In the mid-’00s, Super Furry Animals frontman Gruff Rhys and hip-hop producer/artist Boom Bip teamed up to form the synth-pop project Neon Neon. The pair’s 2008 debut album, Stainless Style, is an underrated collection of frothy ’80s synth-pop and hip-hop made with vintage keyboards and gear (which explains the “I Wanna Dance With Somebody”-esque beats on the sublime “Raquel”). However, Stainless Style also has a seedy edge, mainly because it’s a concept album imagining the trials and tribulations of automobile magnate/lothario John DeLorean, the namesake of the Back To The Future car.
Neon Neon’s long-awaited second full-length, Praxis Makes Perfect, is also a concept album, albeit a more obscure one: It’s based on the life of the late Italian political activist and publisher Giangiacomo Feltrinelli, who was responsible for discovering and distributing the novels Doctor Zhivago and The Leopard but died in 1972. Sonically, it’s immediately identifiable as Neon Neon, between the John Hughes-movie-soundtrack keyboards, electronic beats, and Rhys’ mush-mouthed vocals. But as might be expected with more enigmatic (and somber) subject matter, Praxis Makes Perfect doesn’t always have the generous hooks and lighthearted feel of Stainless Style. The early-’80s AOR gold homage “Dr. Zhivago” and the tropical “Hoops With Fidel” are sluggish, while the melancholy “Ciao Feltrinelli”—on which Italian actress/singer Asia Argento reads Feltrinelli’s biographical information atop brooding, Miami Vice sax wails—drags.
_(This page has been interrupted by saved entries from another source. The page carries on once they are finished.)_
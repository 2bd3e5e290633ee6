//! Prime moduli markers.

use std::{fmt::Debug, hash::Hash};

/// A marker type that fixes the prime modulus for a [`ModularNumber`].
///
/// The modulus must be prime: inversion relies on Fermat's little theorem.
/// Use the [`prime!`][crate::prime] macro to declare new moduli.
///
/// [`ModularNumber`]: crate::modular::ModularNumber
pub trait Prime:
    Copy + Clone + Debug + Default + Eq + PartialEq + Ord + PartialOrd + Hash + Send + Sync + 'static
{
    /// The prime modulus.
    const MODULO: u64;
}

/// Declares a marker type for a prime modulus.
#[macro_export]
macro_rules! prime {
    ($(#[$meta:meta])* $name:ident, $modulo:expr) => {
        $(#[$meta])*
        #[derive(Clone, Copy, Debug, Default, PartialEq, Eq, PartialOrd, Ord, Hash)]
        pub struct $name;

        impl $crate::modular::Prime for $name {
            const MODULO: u64 = $modulo;
        }
    };
}

prime!(
    /// The Mersenne prime `2^61 - 1`.
    M61Prime,
    2305843009213693951
);

prime!(
    /// The Fermat prime `2^16 + 1`.
    F4Prime,
    65537
);
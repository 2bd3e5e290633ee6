//! Sequences of evaluation points.

use crate::{
    decoders::lagrange::rec_coefficients,
    errors::{InterpolationError, NotEnoughPoints},
    fields::Field,
    polynomial::point::Point,
};
use std::collections::HashSet;

/// An ordered sequence of evaluation points on one polynomial.
#[derive(Clone, Debug)]
pub struct PointSequence<F>
where
    F: Field,
{
    points: Vec<Point<F>>,
}

impl<F: Field> Default for PointSequence<F> {
    fn default() -> Self {
        Self { points: Vec::new() }
    }
}

impl<F: Field> PointSequence<F> {
    /// The points in the sequence.
    pub fn points(&self) -> &[Point<F>] {
        &self.points
    }

    /// Consumes the sequence and returns its points.
    pub fn into_points(self) -> Vec<Point<F>> {
        self.points
    }

    /// Checks whether the sequence holds no points.
    pub fn is_empty(&self) -> bool {
        self.points.is_empty()
    }

    /// Checks whether any two points share an abscissa.
    pub fn has_duplicates(&self) -> bool {
        let mut seen = HashSet::new();
        self.points.iter().any(|point| !seen.insert(point.x))
    }

    /// Adds a point to the sequence.
    pub fn push(&mut self, point: Point<F>) {
        self.points.push(point)
    }

    /// Takes the first `count` points as a new sequence.
    pub fn take(&self, count: usize) -> Result<PointSequence<F>, NotEnoughPoints> {
        if self.points.len() < count {
            return Err(NotEnoughPoints);
        }
        Ok(Self { points: self.points.iter().take(count).cloned().collect() })
    }

    /// Interpolates the polynomial behind these points at zero.
    ///
    /// This works for any abscissa set; for repeated interpolation over a
    /// fixed set use [`Lagrange`][crate::decoders::Lagrange].
    pub fn lagrange_interpolate(&self) -> Result<F::Element, InterpolationError> {
        if self.points.is_empty() {
            return Err(InterpolationError::EmptySequence);
        }
        let abscissas: Vec<_> = self.points.iter().map(|point| F::as_element(point.x)).collect();
        let coefficients = rec_coefficients::<F>(&abscissas)?;
        let mut secret = F::ZERO;
        for (point, coefficient) in self.points.iter().zip(coefficients.iter()) {
            secret = secret + &(*coefficient * &point.y);
        }
        Ok(secret)
    }
}
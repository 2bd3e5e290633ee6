//! Encoding for modular numbers.

use super::{ModularNumber, Prime};

/// An encoded modular number.
///
/// This is the non-generic transport form of a [`ModularNumber`]: the value
/// in little-endian bytes. Decoding validates the value against the target
/// modulus, so a number can only be decoded into the field it was encoded
/// from.
#[derive(Clone, Debug, PartialEq, Eq)]
#[cfg_attr(feature = "serde", derive(serde::Serialize, serde::Deserialize))]
pub struct EncodedModularNumber {
    value: [u8; 8],
}

impl EncodedModularNumber {
    /// Constructs an encoded number directly from its bytes.
    ///
    /// No validation is performed until decoding.
    pub fn new_unchecked(value: [u8; 8]) -> Self {
        Self { value }
    }

    /// The underlying little-endian bytes.
    pub fn as_bytes(&self) -> &[u8] {
        &self.value
    }

    /// Attempts to decode this number under the given modulus.
    pub fn try_decode<T: Prime>(&self) -> Result<ModularNumber<T>, DecodeError> {
        ModularNumber::try_from(self)
    }
}

impl<T: Prime> From<&ModularNumber<T>> for EncodedModularNumber {
    fn from(number: &ModularNumber<T>) -> Self {
        Self { value: number.value.to_le_bytes() }
    }
}

impl<T: Prime> TryFrom<&EncodedModularNumber> for ModularNumber<T> {
    type Error = DecodeError;

    fn try_from(encoded: &EncodedModularNumber) -> Result<Self, Self::Error> {
        let value = u64::from_le_bytes(encoded.value);
        if value >= T::MODULO {
            return Err(DecodeError::ValueOutOfRange);
        }
        Ok(ModularNumber::new(value))
    }
}

/// An encoded modular number could not be decoded.
#[derive(Debug, thiserror::Error)]
pub enum DecodeError {
    /// The encoded value is not reduced modulo the target prime.
    #[error("encoded value out of range")]
    ValueOutOfRange,
}
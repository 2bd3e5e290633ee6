//! A collection buffer that expects exactly one element per party.

use crate::PartyId;
use std::collections::BTreeMap;

/// A jar where every participating party deposits exactly one element.
///
/// The jar is full once as many distinct parties as announced at
/// construction time have deposited an element. Protocol states use
/// [`is_full`][PartyJar::is_full] to gate their transitions.
#[derive(Default, Debug, Clone)]
pub struct PartyJar<T> {
    elements: BTreeMap<PartyId, T>,
    party_count: usize,
}

impl<T> PartyJar<T> {
    /// Constructs a jar expecting the given number of parties.
    pub fn new(party_count: usize) -> Self {
        Self { elements: BTreeMap::new(), party_count }
    }

    /// Constructs a jar that is pre-filled with the given elements.
    pub fn new_with_elements<I>(elements: I) -> Result<Self, DuplicatePartyShare>
    where
        I: IntoIterator<Item = (PartyId, T)>,
    {
        let mut jar = Self::new(0);
        for (party_id, element) in elements {
            jar.add_element(party_id, element)?;
        }
        jar.party_count = jar.elements.len();
        Ok(jar)
    }

    /// Checks whether every expected party has deposited its element.
    pub fn is_full(&self) -> bool {
        self.elements.len() == self.party_count
    }

    /// Checks whether the jar holds no elements.
    pub fn is_empty(&self) -> bool {
        self.elements.is_empty()
    }

    /// The number of parties that have deposited an element so far.
    pub fn stored_party_count(&self) -> usize {
        self.elements.len()
    }

    /// Deposits an element for a party, rejecting double deposits.
    pub fn add_element(&mut self, party: PartyId, element: T) -> Result<(), DuplicatePartyShare> {
        if self.elements.contains_key(&party) {
            return Err(DuplicatePartyShare(party));
        }
        self.elements.insert(party, element);
        Ok(())
    }

    /// Consumes the jar, yielding its elements sorted by party id.
    pub fn into_elements(self) -> impl Iterator<Item = (PartyId, T)> {
        self.elements.into_iter()
    }

    /// Iterates the deposited elements, sorted by party id.
    pub fn elements(&self) -> impl Iterator<Item = (&PartyId, &T)> {
        self.elements.iter()
    }
}

/// A party attempted to deposit more than one element.
#[derive(thiserror::Error, Debug)]
#[error("party {0} already provided element")]
pub struct DuplicatePartyShare(PartyId);
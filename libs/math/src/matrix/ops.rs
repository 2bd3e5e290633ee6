//! Matrix operations.

use crate::{
    fields::Field,
    matrix::{Matrix, MatrixError},
};
use std::ops::Mul;

impl<F: Field> Mul<&Matrix<F>> for Matrix<F> {
    type Output = Result<Matrix<F>, MatrixError>;

    /// Naive matrix multiplication, `A: MxK * B: KxN -> C: MxN`, O(MKN).
    fn mul(self, other: &Matrix<F>) -> Result<Matrix<F>, MatrixError> {
        if self.ncols() != other.nrows() {
            return Err(MatrixError::Arithmetic);
        }
        let mut output = Matrix::<F>::zero(self.nrows(), other.ncols());
        for row in 0..self.nrows() {
            for col in 0..other.ncols() {
                let mut total = F::ZERO;
                for i in 0..self.ncols() {
                    let left = self.entry(row, i)?;
                    let right = other.entry(i, col)?;
                    total = total + &(*left * right);
                }
                *output.entry_mut(row, col)? = total;
            }
        }
        Ok(output)
    }
}
//! Threshold secret-sharing MPC protocols.
//!
//! Every protocol here is a message-driven state machine over one
//! [session][crate::session::Session]: construction plays the role of the
//! *prepare* step and emits the round's outgoing messages, feeding peer
//! messages plays the role of *exchange*, and the final transition is the
//! *finalize* step yielding the protocol's result.

#![deny(missing_docs)]
#![forbid(unsafe_code)]
#![deny(
    clippy::unwrap_used,
    clippy::expect_used,
    clippy::panic,
    clippy::indexing_slicing,
    clippy::iterator_step_by_zero,
    clippy::invalid_regex,
    clippy::string_slice,
    clippy::unimplemented,
    clippy::todo
)]

pub mod input;
pub mod multiplication;
pub mod random;
pub mod reveal;
pub mod session;
pub mod spdz_wise;

#[cfg(any(test, feature = "validation"))]
pub mod simulator;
These momentum-sucking songs are frustrating, because overall, Praxis Makes Perfect has broader influences and is more interesting than Neon Neon’s past work. The trashy robotic synth-pop blurt “Mid Century Modern Nightmare” (which features Cate Le Bon on vocals) sounds like a lost Magnetic Fields song; the strident “Shopping (I Like To)” resembles a tougher Pet Shop Boys; and the surging “Hammer & Sickle” is an ace update of the motorik disco favored by early Human League. Even the rhythm-light “The Leopard”—which matches eerie floating keyboards to Rhys’ Eeyore-like vocals—and the sleepy-eyed synth-punk jam “The Jaguar” interpret proto-new wave in mesmerizing ways. But in the end, Praxis Makes Perfect is an uneven mix of gleaming ’80s homages and tunes burdened by their own ambition.